Design Advantages of Digital Crews

            Whereas traditional biological crews require extensive life-support systems, a digital crew would theoretically allow massively reduced payloads; after all, the digital crew can be reduced to simply computer hardware powered directly by electricity, thus achieving the same ends while eliminating those pesky biological nuisances like food, oxygen, and waste disposal?  Once we get our minds out of these weary cranial vaults and into their sturdy emulation modules, we may be better pilots without biological fatigue, or require a smaller crew without the need for shifts for sleep, right?

            Indeed, I framed my scenario above to contain a pair of essential design challenges which would support such a crew choice: a large distance (at the very edge of our foreseeable feasibility based on other mission design considerations) with a consequently long mission, along with a mission objective requiring a crew (establishing first contact). In comparison, my favorite description of brain emulation in science fiction happens to be from Stephen Baxter’s Manifold: Space.  In that case, a journey for two human astronauts (and their alien and Neandertal companions) to the center of the Milky Way is enabled by  reduction of the entire payload, into a “ship,” presumably consisting of a very miniaturized (not to mention durable) supercomputer the weight and size of a relay baton, allowing an exotic propulsion system to accelerate this small payload to near the speed of light. I will avoid any further spoilers to Baxter’s plot, but the common elements across most proposals to use digital crews appear to be: reduced payload, stability and self-sufficiency extending beyond the human lifespan, and.  So it is reasonable to consider, by doing our best to envision what such a far-off digital crew would look like, what kind of payload reduction we may achieve.
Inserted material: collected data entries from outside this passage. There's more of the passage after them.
use chrono::Utc;
use tracing::info;
use uuid::Uuid;

use crate::db::repositories::attendance_repository::AttendanceRepository;
use crate::db::repositories::labor_repository::LaborRepository;
use crate::db::repositories::payment_repository::PaymentRepository;
use crate::db::repositories::settings_repository::SettingsRepository;
use crate::db::repositories::workplace_repository::WorkplaceRepository;
use crate::db::DbPool;
use crate::error::AppResult;
use crate::models::backup::{BackupDocument, BACKUP_SCHEMA_VERSION};
use crate::models::workplace::Workplace;

/// Serializes the whole store to one portable JSON document and restores
/// from such documents. Import and reset replace state inside a single
/// transaction; a failure part-way through leaves the store untouched.
#[derive(Clone)]
pub struct BackupService {
    db: DbPool,
}

impl BackupService {
    pub fn new(db: DbPool) -> Self {
        Self { db }
    }

    /// Complete, lossless snapshot: every collection with ids and
    /// timestamps intact, plus settings, an export timestamp and the
    /// schema version tag.
    pub fn export_json(&self) -> AppResult<String> {
        let document = self.db.with_connection(|conn| {
            Ok(BackupDocument {
                workplaces: WorkplaceRepository::list(conn)?,
                labors: LaborRepository::list(conn)?,
                attendance: AttendanceRepository::list(conn)?,
                payments: PaymentRepository::list(conn)?,
                settings: Some(SettingsRepository::get(conn)?),
                export_date: Some(Utc::now()),
                version: Some(BACKUP_SCHEMA_VERSION.to_string()),
            })
        })?;

        info!(
            target: "app::backup",
            workplaces = document.workplaces.len(),
            labors = document.labors.len(),
            attendance = document.attendance.len(),
            payments = document.payments.len(),
            "exported backup document"
        );

        serde_json::to_string_pretty(&document).map_err(Into::into)
    }

    /// Replaces (not merges) all stored entities with the document's
    /// contents. Collections absent from the document import as empty;
    /// settings are only overwritten when present.
    pub fn import_json(&self, json: &str) -> AppResult<()> {
        let mut document: BackupDocument = serde_json::from_str(json)?;
        adopt_legacy_document(&mut document);

        self.db.with_transaction(|tx| {
            PaymentRepository::delete_all(tx)?;
            AttendanceRepository::delete_all(tx)?;
            LaborRepository::delete_all(tx)?;
            WorkplaceRepository::delete_all(tx)?;

            for workplace in &document.workplaces {
                WorkplaceRepository::insert(tx, workplace)?;
            }
            for labor in &document.labors {
                LaborRepository::insert(tx, labor)?;
            }
            for record in &document.attendance {
                AttendanceRepository::upsert(tx, record)?;
            }
            for payment in &document.payments {
                PaymentRepository::insert(tx, payment)?;
            }
            if let Some(settings) = &document.settings {
                settings.validate()?;
                SettingsRepository::save(tx, settings)?;
            }

            Ok(())
        })?;

        info!(
            target: "app::backup",
            workplaces = document.workplaces.len(),
            labors = document.labors.len(),
            attendance = document.attendance.len(),
            payments = document.payments.len(),
            version = document.version.as_deref().unwrap_or("unversioned"),
            "imported backup document"
        );

        Ok(())
    }

    /// Clears every entity collection and returns the onboarding flag and
    /// workplace selection to their defaults. Language, theme and currency
    /// settings survive the reset.
    pub fn reset(&self) -> AppResult<()> {
        self.db.with_transaction(|tx| {
            PaymentRepository::delete_all(tx)?;
            AttendanceRepository::delete_all(tx)?;
            LaborRepository::delete_all(tx)?;
            WorkplaceRepository::delete_all(tx)?;
            SettingsRepository::reset_for_new_data(tx)
        })?;

        info!(target: "app::backup", "reset all data");
        Ok(())
    }
}

/// Documents written before workplaces existed carry records without a
/// `workplaceId`. Instead of rejecting them, attach everything to a fresh
/// default workplace, mirroring what the schema migration does for legacy
/// databases.
fn adopt_legacy_document(document: &mut BackupDocument) {
    let has_records = !document.labors.is_empty()
        || !document.attendance.is_empty()
        || !document.payments.is_empty();
    if !document.workplaces.is_empty() || !has_records {
        return;
    }

    let workplace = Workplace {
        id: Uuid::new_v4().to_string(),
        name: "Default Workplace".to_string(),
        description: None,
        is_active: true,
        created_at: Utc::now(),
    };
    let workplace_id = workplace.id.clone();

    for labor in &mut document.labors {
        if labor.workplace_id.is_empty() {
            labor.workplace_id = workplace_id.clone();
        }
    }
    for record in &mut document.attendance {
        if record.workplace_id.is_empty() {
            record.workplace_id = workplace_id.clone();
        }
    }
    for payment in &mut document.payments {
        if payment.workplace_id.is_empty() {
            payment.workplace_id = workplace_id.clone();
        }
    }
    if let Some(settings) = document.settings.as_mut() {
        settings.active_workplace_id = Some(workplace_id.clone());
    }
    document.workplaces.push(workplace);

    info!(
        target: "app::backup",
        workplace_id = %workplace_id,
        "adopted legacy backup document under a default workplace"
    );
}

#[cfg(test)]
mod tests {
    use chrono::Utc;
    use rust_decimal::Decimal;
    use tempfile::TempDir;

    use super::*;
    use crate::models::attendance::{AttendanceRecord, AttendanceStatus};
    use crate::models::labor::Labor;
    use crate::models::payment::{PaymentRecord, PaymentType};
    use crate::models::settings::AppSettings;

    fn setup_service() -> (BackupService, DbPool, TempDir) {
        let temp_dir = TempDir::new().unwrap();
        let pool = DbPool::new(temp_dir.path().join("backup.sqlite")).unwrap();
        (BackupService::new(pool.clone()), pool, temp_dir)
    }

    fn seed_store(pool: &DbPool) {
        let workplace = Workplace {
            id: "wp1".to_string(),
            name: "Site A".to_string(),
            description: Some("east wing".to_string()),
            is_active: true,
            created_at: Utc::now(),
        };
        let labor = Labor {
            id: "l1".to_string(),
            workplace_id: "wp1".to_string(),
            name: "Akbar".to_string(),
            phone: "0300-1234567".to_string(),
            daily_wage: Decimal::from(1000),
            created_at: Utc::now(),
        };
        let record = AttendanceRecord {
            id: "a1".to_string(),
            workplace_id: "wp1".to_string(),
            labor_id: "l1".to_string(),
            date: "2024-01-01".parse().unwrap(),
            status: AttendanceStatus::Present,
            wage: Decimal::from(1000),
            created_at: Utc::now(),
        };
        let payment = PaymentRecord {
            id: "p1".to_string(),
            workplace_id: "wp1".to_string(),
            labor_id: "l1".to_string(),
            amount: Decimal::from(300),
            date: "2024-01-02".parse().unwrap(),
            payment_type: PaymentType::Partial,
            notes: Some("advance".to_string()),
            created_at: Utc::now(),
        };

        pool.with_connection(|conn| {
            WorkplaceRepository::insert(conn, &workplace)?;
            LaborRepository::insert(conn, &labor)?;
            AttendanceRepository::upsert(conn, &record)?;
            PaymentRepository::insert(conn, &payment)?;
            SettingsRepository::set_active_workplace(conn, Some("wp1"))
        })
        .unwrap();
    }

    #[test]
    fn export_import_round_trip_preserves_every_collection() {
        let (service, pool, _guard) = setup_service();
        seed_store(&pool);

        let json = service.export_json().unwrap();

        let restore_dir = TempDir::new().unwrap();
        let restore_pool = DbPool::new(restore_dir.path().join("restore.sqlite")).unwrap();
        let restore = BackupService::new(restore_pool.clone());
        restore.import_json(&json).unwrap();

        let (workplaces, labors, attendance, payments, settings) = restore_pool
            .with_connection(|conn| {
                Ok((
                    WorkplaceRepository::list(conn)?,
                    LaborRepository::list(conn)?,
                    AttendanceRepository::list(conn)?,
                    PaymentRepository::list(conn)?,
                    SettingsRepository::get(conn)?,
                ))
            })
            .unwrap();

        assert_eq!(workplaces.len(), 1);
        assert_eq!(workplaces[0].id, "wp1");
        assert_eq!(workplaces[0].description.as_deref(), Some("east wing"));
        assert_eq!(labors.len(), 1);
        assert_eq!(labors[0].daily_wage, Decimal::from(1000));
        assert_eq!(attendance.len(), 1);
        assert_eq!(attendance[0].status, AttendanceStatus::Present);
        assert_eq!(payments.len(), 1);
        assert_eq!(payments[0].notes.as_deref(), Some("advance"));
        assert_eq!(settings.active_workplace_id.as_deref(), Some("wp1"));
    }

    #[test]
    fn export_tags_schema_version() {
        let (service, _pool, _guard) = setup_service();
        let json = service.export_json().unwrap();
        let document: BackupDocument = serde_json::from_str(&json).unwrap();
        assert_eq!(document.version.as_deref(), Some(BACKUP_SCHEMA_VERSION));
        assert!(document.export_date.is_some());
        assert!(document.workplaces.is_empty());
    }

    #[test]
    fn legacy_document_is_adopted_under_default_workplace() {
        let (service, pool, _guard) = setup_service();

        let json = r#"{
            "labors": [
                {"id": "l1", "name": "Akbar", "phone": "0300-1234567",
                 "dailyWage": 500, "createdAt": "2023-06-01T08:00:00Z"}
            ],
            "attendance": [
                {"id": "a1", "laborId": "l1", "date": "2023-06-02",
                 "status": "half", "wage": 250, "createdAt": "2023-06-02T08:00:00Z"}
            ],
            "payments": [],
            "settings": {"language": "ur", "theme": "dark", "currency": "PKR",
                         "hasCompletedOnboarding": true},
            "exportDate": "2023-06-03T08:00:00Z",
            "version": "1.0"
        }"#;

        service.import_json(json).unwrap();

        let (workplaces, labors, attendance, settings) = pool
            .with_connection(|conn| {
                Ok((
                    WorkplaceRepository::list(conn)?,
                    LaborRepository::list(conn)?,
                    AttendanceRepository::list(conn)?,
                    SettingsRepository::get(conn)?,
                ))
            })
            .unwrap();

        assert_eq!(workplaces.len(), 1);
        assert_eq!(workplaces[0].name, "Default Workplace");
        assert_eq!(labors.len(), 1);
        assert_eq!(labors[0].workplace_id, workplaces[0].id);
        assert_eq!(attendance[0].workplace_id, workplaces[0].id);
        assert_eq!(attendance[0].wage, Decimal::from(250));
        assert_eq!(settings.language, "ur");
        assert_eq!(
            settings.active_workplace_id.as_deref(),
            Some(workplaces[0].id.as_str())
        );
    }

    #[test]
    fn unknown_fields_are_tolerated() {
        let (service, pool, _guard) = setup_service();

        let json = r#"{
            "workplaces": [
                {"id": "wp9", "name": "Site B", "isActive": true,
                 "createdAt": "2024-01-01T00:00:00Z"}
            ],
            "futureCollection": [{"anything": 1}],
            "exportDate": "2024-01-01T00:00:00Z",
            "version": "3.0"
        }"#;

        service.import_json(json).unwrap();

        let workplaces = pool
            .with_connection(|conn| WorkplaceRepository::list(conn))
            .unwrap();
        assert_eq!(workplaces.len(), 1);
        assert_eq!(workplaces[0].id, "wp9");
    }

    #[test]
    fn malformed_document_is_an_import_parse_error() {
        let (service, _pool, _guard) = setup_service();
        let err = service.import_json("this is not json").unwrap_err();
        assert!(matches!(err, crate::error::AppError::ImportParse(_)));
    }

    #[test]
    fn failed_import_rolls_back_to_previous_state() {
        let (service, pool, _guard) = setup_service();
        seed_store(&pool);

        // The payment references a labor that the document never defines,
        // so the insert trips the foreign key after the old data is gone.
        let json = r#"{
            "workplaces": [
                {"id": "wp2", "name": "Site B", "isActive": true,
                 "createdAt": "2024-01-01T00:00:00Z"}
            ],
            "payments": [
                {"id": "p9", "workplaceId": "wp2", "laborId": "ghost",
                 "amount": 100, "date": "2024-01-05", "type": "daily",
                 "createdAt": "2024-01-05T00:00:00Z"}
            ],
            "exportDate": "2024-01-06T00:00:00Z",
            "version": "2.0"
        }"#;

        let err = service.import_json(json).unwrap_err();
        assert!(matches!(err, crate::error::AppError::ForeignKey { .. }));

        let (workplaces, labors, payments) = pool
            .with_connection(|conn| {
                Ok((
                    WorkplaceRepository::list(conn)?,
                    LaborRepository::list(conn)?,
                    PaymentRepository::list(conn)?,
                ))
            })
            .unwrap();
        assert_eq!(workplaces.len(), 1);
        assert_eq!(workplaces[0].id, "wp1");
        assert_eq!(labors.len(), 1);
        assert_eq!(payments.len(), 1);
    }

    #[test]
    fn reset_clears_collections_and_keeps_display_settings() {
        let (service, pool, _guard) = setup_service();
        seed_store(&pool);
        pool.with_connection(|conn| {
            SettingsRepository::save(
                conn,
                &AppSettings {
                    language: "hi".to_string(),
                    currency: "INR".to_string(),
                    has_completed_onboarding: true,
                    active_workplace_id: Some("wp1".to_string()),
                    ..AppSettings::default()
                },
            )
        })
        .unwrap();

        service.reset().unwrap();

        let (workplaces, labors, attendance, payments, settings) = pool
            .with_connection(|conn| {
                Ok((
                    WorkplaceRepository::list(conn)?,
                    LaborRepository::list(conn)?,
                    AttendanceRepository::list(conn)?,
                    PaymentRepository::list(conn)?,
                    SettingsRepository::get(conn)?,
                ))
            })
            .unwrap();

        assert!(workplaces.is_empty());
        assert!(labors.is_empty());
        assert!(attendance.is_empty());
        assert!(payments.is_empty());
        assert_eq!(settings.language, "hi");
        assert_eq!(settings.currency, "INR");
        assert!(!settings.has_completed_onboarding);
        assert!(settings.active_workplace_id.is_none());
    }
}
            No matter the propulsion system, payload is a costly consideration in discussing mission design.  Although we must assume that early brain emulation would occur in very large distributed computing networks, relatively conservative applications of Moore’s Law and the relative energy cost of silicon versus carbon-based information-processing predicts that, once demonstrated feasible, brain emulation, particularly with the type of design appropriate for use as crew members, should be reducible to a point of being more cost-effective in payload considerations.

            Self-sufficiency and stability of such crew members, unfortunately, remains entirely uncertain.  While I am loathe to invoke any “mad-at-the-edge-of-space” stereotypes, one of the first research goals of mind emulation is massive improvements, through availability of model systems for hypothesis testing, in the standard models of psychology, neurology, and particularly cognitive neuroscience.  There are few clinical evidences to support speculating that a mature mind emulation may be amenable to “saving and storing,” by turning on and off at will.  However, even in this simple design question, we do not, and cannot, know that until we find it possible (and, perhaps more importantly, ethical) to do just that.  As we move progressively through the steps of “building a mind” with a brain emulator, the questions mount further and faster regarding psychological stability, and by extension, what support structures must be put in place to achieve such stability.

            Though certainly still one of the most fanciful propositions for use in deep-space mission design, the promise of  digital crews offered by possibilities for brain emulation and brain-like computers remain exciting and alluring.  Brain emulation remains, at best, technology-readiness level 1, with active investigation of basic principles and ever-increasing hopes of near-term proof-of-concept experiments.  Brain emulation is an exciting possible technology which could offer such significant benefits to a deep-space mission as to become indispensable, even though replacement of biological crews may not turn out to be its primary function.  Should it prove feasible, it may well serve better as an adjunct to traditional crews, as an intermediary between a human crew and ship control systems – an integral crew member with particular mission duties, but not a self-sufficient crew entirely separate from its human counterparts.